Des lecteurs qu’il n’a pas été chercher loin. Tenez, prenez Roger C., un ancien de Montmartre qui lui a laissé ce commentaire sur son site : « Cher Hubert Calevas, Je viens vous exprimer le plaisir de découvrir l’érection de votre feuilleton. Quelle bonne idée ! C’est très sympa. Vous avez un lecteur conquis ! J’ai envoyé les coordonnées de votre blog à tous mes ex-amis du quartier, à mes condisciples du lycée Jacques Decour, en l’occurrence l’Association des Ancien Elèves, à pas mal de connaissances, ainsi qu’à des confrères. »

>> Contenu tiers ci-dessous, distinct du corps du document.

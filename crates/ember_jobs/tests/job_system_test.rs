//! Integration tests for the job system under concurrent load.

use ember_jobs::{Job, JobScheduler, JobSystem, JobSystemConfig};
use std::sync::atomic::{AtomicUsize, Ordering};
use std::sync::Arc;
use std::thread;

fn config(workers: usize) -> JobSystemConfig {
    JobSystemConfig {
        worker_count: workers,
        thread_name: "test-job".into(),
    }
}

#[test]
fn test_disjoint_writes_visible_after_join() {
    let jobs = JobSystem::new(config(4)).unwrap();
    let mut data = vec![0u64; 100_000];

    for pass in 1..=3u64 {
        let batch: Vec<Job<'_>> = data
            .chunks_mut(7_919)
            .enumerate()
            .map(|(chunk_index, chunk)| {
                Box::new(move || {
                    for (offset, value) in chunk.iter_mut().enumerate() {
                        *value += (chunk_index * 7_919 + offset) as u64 * pass;
                    }
                }) as Job<'_>
            })
            .collect();
        jobs.dispatch_and_join(batch);
    }

    // 1 + 2 + 3 passes
    for (i, value) in data.iter().enumerate() {
        assert_eq!(*value, i as u64 * 6);
    }
}

#[test]
fn test_concurrent_dispatchers_share_workers() {
    let jobs = Arc::new(JobSystem::new(config(2)).unwrap());
    let total = Arc::new(AtomicUsize::new(0));

    let handles: Vec<_> = (0..4)
        .map(|_| {
            let jobs = Arc::clone(&jobs);
            let total = Arc::clone(&total);
            thread::spawn(move || {
                for _ in 0..50 {
                    let total_ref = &total;
                    let batch: Vec<Job<'_>> = (0..8)
                        .map(|_| {
                            Box::new(move || {
                                total_ref.fetch_add(1, Ordering::Relaxed);
                            }) as Job<'_>
                        })
                        .collect();
                    jobs.dispatch_and_join(batch);
                }
            })
        })
        .collect();

    for h in handles {
        h.join().unwrap();
    }

    assert_eq!(total.load(Ordering::Relaxed), 4 * 50 * 8);
    let stats = jobs.stats();
    assert_eq!(stats.batches, 200);
    assert_eq!(stats.jobs_executed, 1600);
}

#[test]
fn test_jobs_run_on_named_workers() {
    let jobs = JobSystem::new(config(2)).unwrap();
    let names = worker_names(&jobs);

    assert_eq!(names.len(), 16);
    assert!(
        names.iter().all(|name| name == "test-job-0" || name == "test-job-1"),
        "unexpected thread names: {names:?}"
    );
}

/// Collects the name of the thread that ran each job of a 16-job batch.
fn worker_names(jobs: &JobSystem) -> Vec<String> {
    let caller = thread::current().id();
    let names = parking_lot::Mutex::new(Vec::new());
    let names_ref = &names;

    let batch: Vec<Job<'_>> = (0..16)
        .map(|_| {
            Box::new(move || {
                let current = thread::current();
                assert_ne!(current.id(), caller, "job ran on the dispatching thread");
                names_ref
                    .lock()
                    .push(current.name().unwrap_or_default().to_string());
            }) as Job<'_>
        })
        .collect();
    jobs.dispatch_and_join(batch);

    names.into_inner()
}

Voilà, écrivez donc vous aussi un feuilleton policier et un peu leste (comme on disait dans le temps), avec de la fesse et du mystère, un feuilleton qui sent le fait-divers et qui se déroule dans votre quartier, et vos voisins deviendront vos amis. La presse locale parlera de vous. Bref, vous aurez tout un tas de satisfactions, ce qui de nos jours n’est pas à négliger.
Passage de la butte est un feuilleton de proximité à vocation universelle. Et l’universel c’est le local moins les murs, disait le poète portugais Miguel Torga. Commencé en octobre 2008 cet opus virtuel est écrit. Il comportera 30 chapitres, plus de 90 épisodes et au moins 300 illustrations. Il est odnc publié au compte-gouttes chaque jeudi sur le site de Passage de la butte.
Hubert Calevas écrit depuis dix ans, mais n’a jamais été édité. Un gros roman somnole dans un tiroir qu’aucun éditeur n’a voulu publier. Hubert Calevas a soixante-sept ans. Ecrire est sa passion, mais pas la seule. C’est un passionné de rugby, mais aussi d’échecs, de poker, de tango, activités qui ne sont pas incompatibles avec le roman d’aventure ou, selon l’appellation actuelle, le polar. Mais ce que pratique Hubert Calevas avec Passage de la butte est un peu décalé par rapport à la définition admise du polar : « il y a des énigmes, un détective privé, des filatures, des coups de feu, des morts et des assassins, une organisation secrète… pourtant le qualificatif de polar ne me semble pas approprié.
Disons que la crédibilité de l’aspect polar s’efface devant la place donnée au fantastique et au réalisme poétique. C’est une sorte de Club des Cinq, plus du sexe, plus un souci de l’écriture. Ce n’est ni du feuilleton à l’ancienne (le feuilleton populaire est aujourd’hui à la télé), ni un livre pour amateur de littérature. C’est quelque chose d’intermédiaire avec des personnages d’esprit bande dessinée, pour une génération de lecteurs de BD que la lecture ne rebute pas. »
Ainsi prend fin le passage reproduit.